Work order
Each line that includes the word "MediaKind" should be copied from the records.

Working data
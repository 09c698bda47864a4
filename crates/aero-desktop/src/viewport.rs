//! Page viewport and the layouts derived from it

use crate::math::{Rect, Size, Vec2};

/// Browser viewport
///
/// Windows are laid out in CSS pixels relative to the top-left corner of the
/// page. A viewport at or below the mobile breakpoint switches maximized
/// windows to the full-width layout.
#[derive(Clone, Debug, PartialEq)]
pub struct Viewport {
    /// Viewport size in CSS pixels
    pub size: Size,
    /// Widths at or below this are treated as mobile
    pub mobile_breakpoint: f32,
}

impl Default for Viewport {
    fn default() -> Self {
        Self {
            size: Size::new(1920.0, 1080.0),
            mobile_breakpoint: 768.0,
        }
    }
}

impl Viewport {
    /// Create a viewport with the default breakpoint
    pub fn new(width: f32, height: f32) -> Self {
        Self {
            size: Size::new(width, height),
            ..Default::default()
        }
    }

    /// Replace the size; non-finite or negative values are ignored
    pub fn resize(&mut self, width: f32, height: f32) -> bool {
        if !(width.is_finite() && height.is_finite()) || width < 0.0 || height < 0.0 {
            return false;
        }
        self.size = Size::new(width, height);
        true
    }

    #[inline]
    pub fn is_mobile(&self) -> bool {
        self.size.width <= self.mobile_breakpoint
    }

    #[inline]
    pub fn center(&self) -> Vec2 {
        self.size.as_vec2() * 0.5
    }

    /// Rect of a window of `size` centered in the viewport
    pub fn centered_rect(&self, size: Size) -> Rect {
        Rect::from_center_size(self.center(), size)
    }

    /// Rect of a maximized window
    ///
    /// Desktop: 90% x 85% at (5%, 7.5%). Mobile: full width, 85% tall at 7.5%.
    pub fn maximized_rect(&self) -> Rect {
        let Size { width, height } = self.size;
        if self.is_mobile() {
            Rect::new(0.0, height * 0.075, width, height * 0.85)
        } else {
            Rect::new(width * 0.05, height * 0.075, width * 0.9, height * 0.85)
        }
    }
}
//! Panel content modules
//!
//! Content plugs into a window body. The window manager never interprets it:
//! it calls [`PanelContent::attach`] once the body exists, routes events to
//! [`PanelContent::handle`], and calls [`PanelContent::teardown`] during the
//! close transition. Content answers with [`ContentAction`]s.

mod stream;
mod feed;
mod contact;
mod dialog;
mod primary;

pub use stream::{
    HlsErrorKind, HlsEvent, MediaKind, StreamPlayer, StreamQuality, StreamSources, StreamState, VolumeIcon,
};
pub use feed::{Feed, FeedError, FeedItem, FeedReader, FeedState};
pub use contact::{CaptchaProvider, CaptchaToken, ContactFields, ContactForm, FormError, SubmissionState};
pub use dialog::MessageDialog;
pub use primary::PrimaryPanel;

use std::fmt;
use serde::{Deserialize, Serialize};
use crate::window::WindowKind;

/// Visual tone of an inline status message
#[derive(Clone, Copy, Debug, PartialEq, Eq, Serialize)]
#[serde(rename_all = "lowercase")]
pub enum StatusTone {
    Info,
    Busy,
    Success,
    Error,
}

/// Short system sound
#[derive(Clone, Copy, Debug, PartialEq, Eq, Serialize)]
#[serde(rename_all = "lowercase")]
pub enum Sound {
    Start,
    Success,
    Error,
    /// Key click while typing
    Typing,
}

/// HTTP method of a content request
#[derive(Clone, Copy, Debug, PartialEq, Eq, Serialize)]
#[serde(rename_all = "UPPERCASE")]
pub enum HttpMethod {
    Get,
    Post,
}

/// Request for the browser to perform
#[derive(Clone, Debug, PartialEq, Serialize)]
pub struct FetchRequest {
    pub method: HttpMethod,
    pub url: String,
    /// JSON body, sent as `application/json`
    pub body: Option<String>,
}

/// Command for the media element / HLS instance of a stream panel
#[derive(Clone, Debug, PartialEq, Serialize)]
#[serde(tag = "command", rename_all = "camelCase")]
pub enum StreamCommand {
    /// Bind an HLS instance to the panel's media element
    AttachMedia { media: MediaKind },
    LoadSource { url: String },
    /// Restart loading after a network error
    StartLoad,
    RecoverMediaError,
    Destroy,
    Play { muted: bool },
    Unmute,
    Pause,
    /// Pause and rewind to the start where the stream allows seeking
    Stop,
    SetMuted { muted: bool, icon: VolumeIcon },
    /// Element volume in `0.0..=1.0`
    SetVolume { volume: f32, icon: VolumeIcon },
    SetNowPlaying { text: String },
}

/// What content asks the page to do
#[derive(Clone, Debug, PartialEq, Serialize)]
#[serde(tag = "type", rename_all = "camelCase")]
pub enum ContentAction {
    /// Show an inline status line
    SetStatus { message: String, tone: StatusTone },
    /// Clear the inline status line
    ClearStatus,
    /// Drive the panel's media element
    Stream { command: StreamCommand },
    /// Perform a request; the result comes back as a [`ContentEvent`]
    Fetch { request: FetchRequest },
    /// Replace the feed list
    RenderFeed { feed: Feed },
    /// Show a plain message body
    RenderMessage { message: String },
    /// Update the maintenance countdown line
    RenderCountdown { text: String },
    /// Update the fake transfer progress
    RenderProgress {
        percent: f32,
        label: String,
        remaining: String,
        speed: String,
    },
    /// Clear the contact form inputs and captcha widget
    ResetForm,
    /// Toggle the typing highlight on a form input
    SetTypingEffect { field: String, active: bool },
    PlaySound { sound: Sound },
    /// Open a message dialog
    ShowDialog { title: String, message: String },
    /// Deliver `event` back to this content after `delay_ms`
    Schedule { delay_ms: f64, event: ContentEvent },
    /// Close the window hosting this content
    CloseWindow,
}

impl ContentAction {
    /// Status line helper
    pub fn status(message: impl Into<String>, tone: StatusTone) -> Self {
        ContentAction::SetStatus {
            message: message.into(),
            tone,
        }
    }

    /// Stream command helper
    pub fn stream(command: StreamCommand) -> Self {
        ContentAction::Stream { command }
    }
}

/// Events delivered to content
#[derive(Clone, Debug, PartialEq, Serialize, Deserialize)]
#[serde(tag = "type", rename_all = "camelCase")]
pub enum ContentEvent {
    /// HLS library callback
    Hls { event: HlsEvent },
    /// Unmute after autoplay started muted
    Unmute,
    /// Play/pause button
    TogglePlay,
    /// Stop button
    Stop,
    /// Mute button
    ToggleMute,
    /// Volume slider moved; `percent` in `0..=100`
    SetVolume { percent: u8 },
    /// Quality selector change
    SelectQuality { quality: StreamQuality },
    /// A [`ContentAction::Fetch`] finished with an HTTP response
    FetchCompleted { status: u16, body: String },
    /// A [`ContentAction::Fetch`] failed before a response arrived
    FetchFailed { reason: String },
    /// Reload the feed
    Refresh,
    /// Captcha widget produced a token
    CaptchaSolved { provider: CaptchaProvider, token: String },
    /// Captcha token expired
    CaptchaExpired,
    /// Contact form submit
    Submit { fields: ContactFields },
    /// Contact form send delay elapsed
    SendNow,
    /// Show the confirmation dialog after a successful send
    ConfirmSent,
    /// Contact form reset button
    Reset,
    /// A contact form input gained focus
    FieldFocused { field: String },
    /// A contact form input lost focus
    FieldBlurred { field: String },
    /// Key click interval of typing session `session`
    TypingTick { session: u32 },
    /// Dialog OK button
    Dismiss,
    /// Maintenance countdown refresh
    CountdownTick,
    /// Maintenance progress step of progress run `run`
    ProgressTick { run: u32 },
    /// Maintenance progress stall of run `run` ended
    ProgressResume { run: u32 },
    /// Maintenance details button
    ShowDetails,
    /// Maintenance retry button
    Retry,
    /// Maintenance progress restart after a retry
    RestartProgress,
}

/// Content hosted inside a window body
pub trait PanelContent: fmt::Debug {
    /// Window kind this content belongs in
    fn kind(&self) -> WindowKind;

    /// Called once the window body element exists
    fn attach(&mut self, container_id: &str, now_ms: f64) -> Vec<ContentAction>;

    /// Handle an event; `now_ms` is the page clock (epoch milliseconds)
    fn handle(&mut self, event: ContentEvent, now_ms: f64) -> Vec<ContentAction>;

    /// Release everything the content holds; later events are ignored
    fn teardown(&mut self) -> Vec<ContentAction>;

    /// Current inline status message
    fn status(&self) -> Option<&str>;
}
==
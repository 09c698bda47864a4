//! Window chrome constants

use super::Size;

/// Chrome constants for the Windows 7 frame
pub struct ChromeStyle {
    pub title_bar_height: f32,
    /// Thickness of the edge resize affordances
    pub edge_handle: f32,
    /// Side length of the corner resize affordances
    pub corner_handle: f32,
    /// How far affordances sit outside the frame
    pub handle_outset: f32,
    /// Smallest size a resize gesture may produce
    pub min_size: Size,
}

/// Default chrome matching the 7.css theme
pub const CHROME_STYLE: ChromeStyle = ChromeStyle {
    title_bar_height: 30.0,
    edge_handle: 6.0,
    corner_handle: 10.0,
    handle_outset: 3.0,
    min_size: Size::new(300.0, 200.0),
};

Written response
    HlsErrorKind, HlsEvent, MediaKind, StreamPlayer, StreamQuality, StreamSources, StreamState, VolumeIcon,
    AttachMedia { media: MediaKind },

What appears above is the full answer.